- **DIRECTIONS**:
Among the entries below, one line contains "if let Some(window)" and another contains "各个 section 的解析". Transcribe those two lines and every line between them, exactly.

- **SOURCE DATA**:
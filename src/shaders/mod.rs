//! 演示用的着色器程序
//!
//! 每个程序由一个 Rust 着色器类型和 `assets/shaders/<name>.toml` 程序源组成，
//! 程序源提供光照系数、模糊权重等常量。阴影深度通道没有常量，不需要程序源。

pub mod blur;
pub mod depth;
pub mod lambert;
pub mod phong;
pub mod stripe;
pub mod unlit;

use crate::geometry::transform::compute_normal_matrix;
use nalgebra::{Matrix3, Matrix4, Vector3};

pub use blur::{BlurParams, BlurShader};
pub use depth::DepthShader;
pub use lambert::{LambertParams, LambertShader, Pattern};
pub use phong::{InstanceState, Light, PhongParams, PhongShader, ShadowMaps};
pub use stripe::{StripeParams, StripeShader, VisibleRange};
pub use unlit::{UnlitParams, UnlitShader};

/// 模型矩阵及其派生矩阵，按绘制调用计算一次
#[derive(Debug, Clone, Copy, PartialEq)]
pub struct Transforms {
    pub model: Matrix4<f32>,
    pub mvp: Matrix4<f32>,
    pub normal: Matrix3<f32>,
}

impl Transforms {
    pub fn new(model: Matrix4<f32>, view_projection: &Matrix4<f32>) -> Self {
        Self {
            model,
            mvp: view_projection * model,
            normal: compute_normal_matrix(&model),
        }
    }
}

/// 双面光照：背面片元翻转法线
#[inline]
pub(crate) fn facing_normal(normal: &Vector3<f32>, front_facing: bool) -> Vector3<f32> {
    let n = normal.try_normalize(1e-12).unwrap_or_else(Vector3::z);
    if front_facing { n } else { -n }
}

/// 环境光 + 漫反射系数
#[inline]
pub(crate) fn lambert_term(
    normal: &Vector3<f32>,
    world: &Vector3<f32>,
    light_position: &Vector3<f32>,
    ambient: f32,
    diffuse: f32,
) -> f32 {
    let l = (light_position - world).try_normalize(1e-12).unwrap_or_else(Vector3::z);
    ambient + diffuse * normal.dot(&l).max(0.0)
}

/// 取小数部分，负数同样落在 [0, 1)
#[inline]
pub(crate) fn fract(x: f32) -> f32 {
    x.rem_euclid(1.0)
}

#[cfg(test)]
mod tests {
    use super::*;

    #[test]
    fn fract_wraps_negative_values() {
        assert!((fract(-0.25) - 0.75).abs() < 1e-6);
        assert!((fract(2.5) - 0.5).abs() < 1e-6);
    }

    #[test]
    fn back_faces_flip_normal() {
        let n = Vector3::new(0.0, 0.0, 2.0);
        assert_eq!(facing_normal(&n, true), Vector3::z());
        assert_eq!(facing_normal(&n, false), -Vector3::z());
    }

    #[test]
    fn lambert_term_is_ambient_when_light_is_behind() {
        let term = lambert_term(
            &Vector3::z(),
            &Vector3::zeros(),
            &Vector3::new(0.0, 0.0, -5.0),
            0.25,
            0.75,
        );
        assert!((term - 0.25).abs() < 1e-6);
    }
}
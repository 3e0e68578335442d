use crate::core::frame_buffer::{FrameBuffer, Rgba};
use crate::core::geometry::Geometry;
use crate::core::rasterizer::{BlendMode, PipelineState, Primitive, Renderer};
use crate::core::shader::ShaderProgram;
use crate::geometry::shapes::fullscreen_quad;
use crate::geometry::vertex::QuadVertex;
use crate::shaders::{BlurParams, BlurShader};
use log::debug;

/// 辉光：在低分辨率缓冲中渲染发光源，来回做水平/垂直模糊，
/// 最后一次垂直模糊以 (ONE, ONE) 叠加到目标帧缓冲上。
pub struct BlurEffect {
    width: usize,
    height: usize,
    buffers: [FrameBuffer; 2],
    quad: Geometry<QuadVertex>,
    program: ShaderProgram<BlurParams>,
}

impl BlurEffect {
    pub fn new(width: usize, height: usize, program: ShaderProgram<BlurParams>) -> Self {
        let width = width.max(1);
        let height = height.max(1);
        debug!("创建模糊缓冲 {}x{}", width, height);
        Self {
            width,
            height,
            buffers: [FrameBuffer::new(width, height), FrameBuffer::new(width, height)],
            quad: Geometry::from_vertices(&fullscreen_quad()),
            program,
        }
    }

    pub fn width(&self) -> usize {
        self.width
    }

    pub fn height(&self) -> usize {
        self.height
    }

    /// 发光源的绘制目标，调用方负责清除
    pub fn target(&mut self) -> &mut FrameBuffer {
        &mut self.buffers[0]
    }

    /// 执行 `passes` 轮模糊并叠加到 `dest`
    pub fn render(&mut self, dest: &mut FrameBuffer, passes: usize) {
        let state = PipelineState::default().with_depth_test(false);
        let copy = Renderer::new(state);
        let composite = Renderer::new(state.with_blend(BlendMode::Additive));
        let [ping, pong] = &mut self.buffers;

        for pass in 0..passes {
            let horizontal = BlurShader::new(&self.program, ping, true);
            copy.draw_arrays(pong, &horizontal, &self.quad, Primitive::TriangleStrip);

            let vertical = BlurShader::new(&self.program, pong, false);
            if pass + 1 < passes {
                copy.draw_arrays(ping, &vertical, &self.quad, Primitive::TriangleStrip);
            } else {
                composite.draw_arrays(dest, &vertical, &self.quad, Primitive::TriangleStrip);
            }
        }
    }

    /// 清空发光源缓冲
    pub fn clear(&mut self) {
        self.buffers[0].clear(Rgba::new(0.0, 0.0, 0.0, 0.0));
    }
}

#[cfg(test)]
mod tests {
    use super::*;
    use crate::core::frame_buffer::RenderTarget;
    use std::path::Path;

    fn effect(width: usize, height: usize) -> BlurEffect {
        let program = ShaderProgram::from_source(
            Path::new("blur.toml"),
            "[program]\nname = \"blur\"\nstages = [\"vertex\", \"fragment\"]\n",
        )
        .unwrap();
        BlurEffect::new(width, height, program)
    }

    fn energy(fb: &FrameBuffer) -> f32 {
        fb.color_buffer().iter().map(|c| c.x).sum()
    }

    #[test]
    fn blur_spreads_a_point_and_keeps_its_energy() {
        let mut blur = effect(16, 16);
        blur.clear();
        blur.target().planes().color.unwrap()[8 * 16 + 8] = Rgba::new(1.0, 1.0, 1.0, 1.0);

        let mut dest = FrameBuffer::new(16, 16);
        dest.clear(Rgba::new(0.0, 0.0, 0.0, 1.0));
        blur.render(&mut dest, 1);

        let center = dest.pixel(8, 8).x;
        assert!(center > 0.0 && center < 0.1);
        assert!(dest.pixel(10, 8).x > 0.0);
        assert!(dest.pixel(8, 10).x > 0.0);
        assert!((energy(&dest) - 1.0).abs() < 1e-2);
    }

    #[test]
    fn composite_is_additive() {
        let mut blur = effect(4, 4);
        blur.target().clear(Rgba::new(0.25, 0.0, 0.0, 0.0));

        let mut dest = FrameBuffer::new(8, 8);
        dest.clear(Rgba::new(0.5, 0.5, 0.5, 1.0));
        blur.render(&mut dest, 2);

        let pixel = dest.pixel(3, 3);
        assert!((pixel.x - 0.75).abs() < 1e-3);
        assert!((pixel.y - 0.5).abs() < 1e-6);
    }
}
use super::{camera, gray, wobble};
use crate::core::demo::{Demo, DemoContext};
use crate::core::frame_buffer::FrameBuffer;
use crate::core::geometry::Geometry;
use crate::core::rasterizer::{BlendMode, PipelineState, Primitive, Renderer};
use crate::core::shader::ShaderProgram;
use crate::error::Result;
use crate::geometry::shapes::{Bezier, bezier_strip};
use crate::geometry::transform::TransformFactory;
use crate::geometry::vertex::NormalVertex;
use crate::shaders::{LambertParams, LambertShader, Pattern, Transforms};
use nalgebra::Vector3;
use std::f32::consts::TAU;

const CURVE_POINTS: usize = 20;
const LINE_WIDTH: f32 = 2.0;

/// 一条二次贝塞尔曲线，以折线绘制
pub struct StripsDemo {
    program: ShaderProgram<LambertParams>,
    strip: Geometry<NormalVertex>,
    aspect: f32,
    cycle_duration: f32,
    time: f32,
}

impl StripsDemo {
    pub fn new(ctx: &mut DemoContext) -> Result<Self> {
        let curve = Bezier::new(
            Vector3::new(-1.0, -1.0, -1.0),
            Vector3::new(0.0, 0.0, 2.0),
            Vector3::new(1.0, 1.0, -1.0),
        );
        Ok(Self {
            program: ctx.load_program()?,
            strip: Geometry::from_vertices(&bezier_strip(&curve, CURVE_POINTS)),
            aspect: ctx.aspect(),
            cycle_duration: ctx.cycle_duration(),
            time: 0.0,
        })
    }
}

impl Demo for StripsDemo {
    fn update(&mut self, dt: f32) {
        self.time += dt;
    }

    fn render(&mut self, target: &mut FrameBuffer) {
        target.clear(gray(0.75));

        let view_projection = camera(self.aspect, Vector3::new(2.5, -2.5, 2.5));
        let model = wobble(Vector3::new(-1.0, 1.0, 1.0), self.time, self.cycle_duration);
        let band_angle = 0.3 * (self.time * TAU / self.cycle_duration).sin();
        let shader = LambertShader::new(&self.program, Transforms::new(model, &view_projection))
            .with_light(Vector3::new(5.0, -5.0, 5.0))
            .with_pattern(Pattern::Bands {
                transform: TransformFactory::rotation(&Vector3::repeat(1.0), band_angle),
            });

        let state = PipelineState::default()
            .with_blend(BlendMode::Alpha)
            .with_line_width(LINE_WIDTH);
        Renderer::new(state).draw(target, &shader, &self.strip, Primitive::LineStrip);
    }
}
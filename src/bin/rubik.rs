use raster_demos::demos::rubik::RubikDemo;
use raster_demos::io::demo_settings::DemoDefaults;

fn main() {
    raster_demos::app::run("rubik", DemoDefaults::default(), RubikDemo::new);
}
use crate::error::{DemoError, Result};
use crate::io::frame_dump::DumpFormat;
use crate::utils::tween::Tween;
use log::{info, warn};
use std::path::{Path, PathBuf};
use toml::Value;

/// 配置文件中的设置，缺省项为 None
#[derive(Debug, Clone, Default, PartialEq)]
pub struct DemoConfig {
    pub width: Option<usize>,
    pub height: Option<usize>,
    pub cycle_duration: Option<f32>,
    pub fps: Option<u32>,
    pub seed: Option<u64>,
    pub explode_tween: Option<Tween>,
    pub implode_tween: Option<Tween>,
    pub dump: Option<bool>,
    pub dump_dir: Option<PathBuf>,
    pub dump_format: Option<DumpFormat>,
    pub headless: Option<bool>,
    pub frames: Option<usize>,
    pub assets: Option<PathBuf>,
}

/// TOML 配置加载器
///
/// ```toml
/// [window]
/// width = 800
/// height = 800
///
/// [animation]
/// cycle_duration = 3.0
/// fps = 40
/// seed = 7
/// explode = "in_quadratic"
/// implode = "out_bounce"
///
/// [output]
/// dump = true
/// dir = "frames"
/// format = "png"
/// headless = true
/// frames = 120
///
/// [assets]
/// root = "assets"
/// ```
pub struct TomlConfigLoader;

impl TomlConfigLoader {
    pub fn load_from_file<P: AsRef<Path>>(path: P) -> Result<DemoConfig> {
        let path = path.as_ref();
        info!("加载配置文件: {:?}", path);
        let content = std::fs::read_to_string(path).map_err(|e| DemoError::io(path, e))?;
        Self::load_from_content(&content)
    }

    pub fn load_from_content(content: &str) -> Result<DemoConfig> {
        let toml: Value = toml::from_str(content)
            .map_err(|e| DemoError::Config(format!("解析TOML失败: {}", e)))?;

        let mut config = DemoConfig::default();
        if let Some(table) = toml.as_table() {
            for key in table.keys() {
                if !["window", "animation", "output", "assets"].contains(&key.as_str()) {
                    warn!("忽略未知的配置段 [{}]", key);
                }
            }
        }

        if let Some(window) = section(&toml, "window")? {
            Self::parse_window_section(&mut config, window)?;
        }
        if let Some(animation) = section(&toml, "animation")? {
            Self::parse_animation_section(&mut config, animation)?;
        }
        if let Some(output) = section(&toml, "output")? {
            Self::parse_output_section(&mut config, output)?;
        }
        if let Some(assets) = section(&toml, "assets")? {
            Self::parse_assets_section(&mut config, assets)?;
        }
        Ok(config)
    }

    // ===== 各个 section 的解析 =====

    fn parse_window_section(config: &mut DemoConfig, window: &toml::Table) -> Result<()> {
        config.width = get_uint(window, "window", "width")?;
        config.height = get_uint(window, "window", "height")?;
        Ok(())
    }

    fn parse_animation_section(config: &mut DemoConfig, animation: &toml::Table) -> Result<()> {
        config.cycle_duration = get_f32(animation, "animation", "cycle_duration")?;
        config.fps = get_uint(animation, "animation", "fps")?;
        config.seed = get_uint(animation, "animation", "seed")?;
        config.explode_tween = get_tween(animation, "animation", "explode")?;
        config.implode_tween = get_tween(animation, "animation", "implode")?;
        Ok(())
    }

    fn parse_output_section(config: &mut DemoConfig, output: &toml::Table) -> Result<()> {
        config.dump = get_bool(output, "output", "dump")?;
        config.dump_dir = get_str(output, "output", "dir")?.map(PathBuf::from);
        config.dump_format = match get_str(output, "output", "format")? {
            Some("ppm") => Some(DumpFormat::Ppm),
            Some("png") => Some(DumpFormat::Png),
            Some(other) => {
                return Err(DemoError::Config(format!(
                    "[output] format 只能是 ppm 或 png，实际为 '{}'",
                    other
                )));
            }
            None => None,
        };
        config.headless = get_bool(output, "output", "headless")?;
        config.frames = get_uint(output, "output", "frames")?;
        Ok(())
    }

    fn parse_assets_section(config: &mut DemoConfig, assets: &toml::Table) -> Result<()> {
        config.assets = get_str(assets, "assets", "root")?.map(PathBuf::from);
        Ok(())
    }
}

fn section<'a>(toml: &'a Value, name: &str) -> Result<Option<&'a toml::Table>> {
    match toml.get(name) {
        None => Ok(None),
        Some(value) => value
            .as_table()
            .map(Some)
            .ok_or_else(|| DemoError::Config(format!("[{}] 必须是一个表", name))),
    }
}

fn type_error(section: &str, key: &str, expected: &str) -> DemoError {
    DemoError::Config(format!("[{}] {} 应为{}", section, key, expected))
}

/// 读取非负整数；超出目标类型范围同样是错误
fn get_uint<T: TryFrom<i64>>(table: &toml::Table, section: &str, key: &str) -> Result<Option<T>> {
    match table.get(key) {
        None => Ok(None),
        Some(value) => value
            .as_integer()
            .filter(|v| *v >= 0)
            .and_then(|v| T::try_from(v).ok())
            .map(Some)
            .ok_or_else(|| {
                type_error(
                    section,
                    key,
                    &format!("不超过 {} 位的非负整数", std::mem::size_of::<T>() * 8),
                )
            }),
    }
}

fn get_f32(table: &toml::Table, section: &str, key: &str) -> Result<Option<f32>> {
    match table.get(key) {
        None => Ok(None),
        Some(value) => value
            .as_float()
            .or_else(|| value.as_integer().map(|v| v as f64))
            .map(|v| Some(v as f32))
            .ok_or_else(|| type_error(section, key, "数字")),
    }
}

fn get_bool(table: &toml::Table, section: &str, key: &str) -> Result<Option<bool>> {
    match table.get(key) {
        None => Ok(None),
        Some(value) => value
            .as_bool()
            .map(Some)
            .ok_or_else(|| type_error(section, key, "布尔值")),
    }
}

fn get_tween(table: &toml::Table, section: &str, key: &str) -> Result<Option<Tween>> {
    match table.get(key) {
        None => Ok(None),
        Some(value) => value
            .clone()
            .try_into::<Tween>()
            .map(Some)
            .map_err(|_| type_error(section, key, "缓动曲线名（如 in_quadratic、out_back）")),
    }
}

fn get_str<'a>(table: &'a toml::Table, section: &str, key: &str) -> Result<Option<&'a str>> {
    match table.get(key) {
        None => Ok(None),
        Some(value) => value
            .as_str()
            .map(Some)
            .ok_or_else(|| type_error(section, key, "字符串")),
    }
}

- **SOLUTION TO THIS PROBLEM**:
        if let Some(window) = section(&toml, "window")? {
            Self::parse_window_section(&mut config, window)?;
        }
        if let Some(animation) = section(&toml, "animation")? {
            Self::parse_animation_section(&mut config, animation)?;
        }
        if let Some(output) = section(&toml, "output")? {
            Self::parse_output_section(&mut config, output)?;
        }
        if let Some(assets) = section(&toml, "assets")? {
            Self::parse_assets_section(&mut config, assets)?;
        }
        Ok(config)
    }

    // ===== 各个 section 的解析 =====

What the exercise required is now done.